Association of body mass index and pulmonary function tests in cystic fibrosis patients

Few studies have utilized data on adults with cystic fibrosis (CF) to investigate nutritional status with pulmonary function. The purpose of this study was to examine whether BMI is associated with pulmonary function in 71 CF patients adjusting for effects of pseudomonas aeruginosa, pancreatic insufficiency, and CF‐related diabetes. Data was collected via chart audit from patients aged 18+y via who had at least 2 visits over a 4‐y period (2002–2005). Paired t‐tests were used to calculate differences between the first and last visit. Patients (avg age 26.3+7.5) had an average of 3 visits per year and had abnormal lung function at baseline.

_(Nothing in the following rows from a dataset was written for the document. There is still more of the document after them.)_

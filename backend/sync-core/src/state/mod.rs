//! Shared application state with serialized commits and change notification.
//!
//! # Architecture
//!
//! Uses the actor pattern for writes:
//! - [`SharedState::apply`] sends the candidate to a dedicated commit task via
//!   an mpsc channel and waits for the verdict on a oneshot reply
//! - The commit task validates, swaps the value under the write lock, then
//!   bumps the revision carried by a `watch` channel
//! - Reads clone out of `Arc<RwLock<S>>`, so callers always hold an
//!   independent copy of a fully committed value
//!
//! The `watch` revision is the change signal. It is level-triggered: a slow
//! listener that misses several commits wakes once and re-reads the newest
//! snapshot.

mod listener;
mod shared;

pub use listener::ChangeListener;
pub use shared::SharedState;

use crate::error::state::StateError;

use std::fmt::Debug;

use serde::Serialize;
use serde::de::DeserializeOwned;

/// A state type that can be mirrored to dashboard clients.
///
/// Implementors must decode only from a complete document (no
/// `#[serde(default)]` fallbacks on required fields) so that a partial client
/// payload is rejected instead of silently filled in.
pub trait SyncState: Debug + Clone + Serialize + DeserializeOwned + Send + Sync + 'static {
    /// Check invariants that the type system cannot express.
    fn validate(&self) -> Result<(), StateError>;
}

/// Decode a client payload into a complete candidate state.
///
/// The payload is decoded into a fresh value, never over the current state.
/// Validation is left to [`SharedState::apply`].
pub fn decode_candidate<S: SyncState>(payload: &[u8]) -> Result<S, StateError> {
    Ok(serde_json::from_slice(payload)?)
}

Patients with pancreatic insufficiency had lowest BMIs (21.3 kg/m2) compared to those without (23.6 kg/m2, p=0.02) In people who were followed for all 4 years (n=30), pulmonary function significantly declined (FVC 3.4 vs 3.1, p=0.01; FEV1 2.3 vs 2.0, p<0.0001; %predicted FVC 75.0 vs 70.0, p=0.07; and % predicted FEV1 60.9 vs 53.5, p=0.002). BMI remained relatively constant (21.8 kg/m2 baseline vs 22.4 kg/m2 last visit, p=NS). Aggressive nutritional interventions may have played a role in BMI maintenance. Further studies are warranted to better determine the relationship between nutrition and lung function.